* **Exercise brief**:
State how many lines of the records include the word "match"; the reply is that number alone.

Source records
Content starts

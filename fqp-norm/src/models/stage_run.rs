//! Per-document quality stage state

use serde::{Deserialize, Serialize};
use std::fmt;

/// Number of quality stages tracked per document
pub const STAGE_COUNT: usize = 5;

/// Failure kind recorded by stage 1
pub const COMPLETENESS_ERROR: &str = "COMPLETENESS_ERROR";

/// Status of a single stage
///
/// Failure kinds are stage-specific, so anything other than `PENDING` or
/// `PASSED` is carried as a named failure.
#[derive(Debug, Clone, PartialEq, Eq, Serialize, Deserialize)]
#[serde(from = "String", into = "String")]
pub enum StageStatus {
    Pending,
    Passed,
    Failed(String),
}

impl StageStatus {
    pub fn as_str(&self) -> &str {
        match self {
            StageStatus::Pending => "PENDING",
            StageStatus::Passed => "PASSED",
            StageStatus::Failed(kind) => kind,
        }
    }
}

impl From<String> for StageStatus {
    fn from(value: String) -> Self {
        match value.as_str() {
            "PENDING" => StageStatus::Pending,
            "PASSED" => StageStatus::Passed,
            _ => StageStatus::Failed(value),
        }
    }
}

impl From<StageStatus> for String {
    fn from(value: StageStatus) -> Self {
        value.as_str().to_string()
    }
}

impl fmt::Display for StageStatus {
    fn fmt(&self, f: &mut fmt::Formatter<'_>) -> fmt::Result {
        f.write_str(self.as_str())
    }
}

#[derive(Debug, Clone, PartialEq, Eq, Serialize, Deserialize)]
pub struct StageState {
    pub status: StageStatus,
    /// Logic version stamped when the stage last completed
    pub version: Option<String>,
}

impl Default for StageState {
    fn default() -> Self {
        Self {
            status: StageStatus::Pending,
            version: None,
        }
    }
}

/// One row of `stage_runs`
#[derive(Debug, Clone, PartialEq, Serialize)]
pub struct StageRun {
    pub run_id: i64,
    pub doc_id: i64,
    pub stages: [StageState; STAGE_COUNT],
    pub failure_reason: Option<String>,
    pub details: Option<serde_json::Value>,
}

impl StageRun {
    /// State of stage `stage` (1-based)
    pub fn stage(&self, stage: usize) -> Option<&StageState> {
        stage.checked_sub(1).and_then(|i| self.stages.get(i))
    }
}

/// Currently deployed logic version of each stage
#[derive(Debug, Clone, Default, PartialEq, Eq)]
pub struct StageVersions(pub [Option<String>; STAGE_COUNT]);

impl StageVersions {
    /// Deployed version of stage `stage` (1-based); `None` when not deployed
    pub fn current(&self, stage: usize) -> Option<&str> {
        stage
            .checked_sub(1)
            .and_then(|i| self.0.get(i))
            .and_then(|v| v.as_deref())
    }

    /// Stage passed at the currently deployed version
    pub fn is_current(&self, run: &StageRun, stage: usize) -> bool {
        match (self.current(stage), run.stage(stage)) {
            (Some(version), Some(state)) => {
                state.status == StageStatus::Passed && state.version.as_deref() == Some(version)
            }
            _ => false,
        }
    }

    /// Gating rule: a stage may run when its logic is deployed, it has not
    /// already passed at that version, and the previous stage is current
    pub fn may_attempt(&self, run: &StageRun, stage: usize) -> bool {
        if self.current(stage).is_none() || self.is_current(run, stage) {
            return false;
        }
        stage == 1 || self.is_current(run, stage - 1)
    }
}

Content ends

* **Worked solution**:
3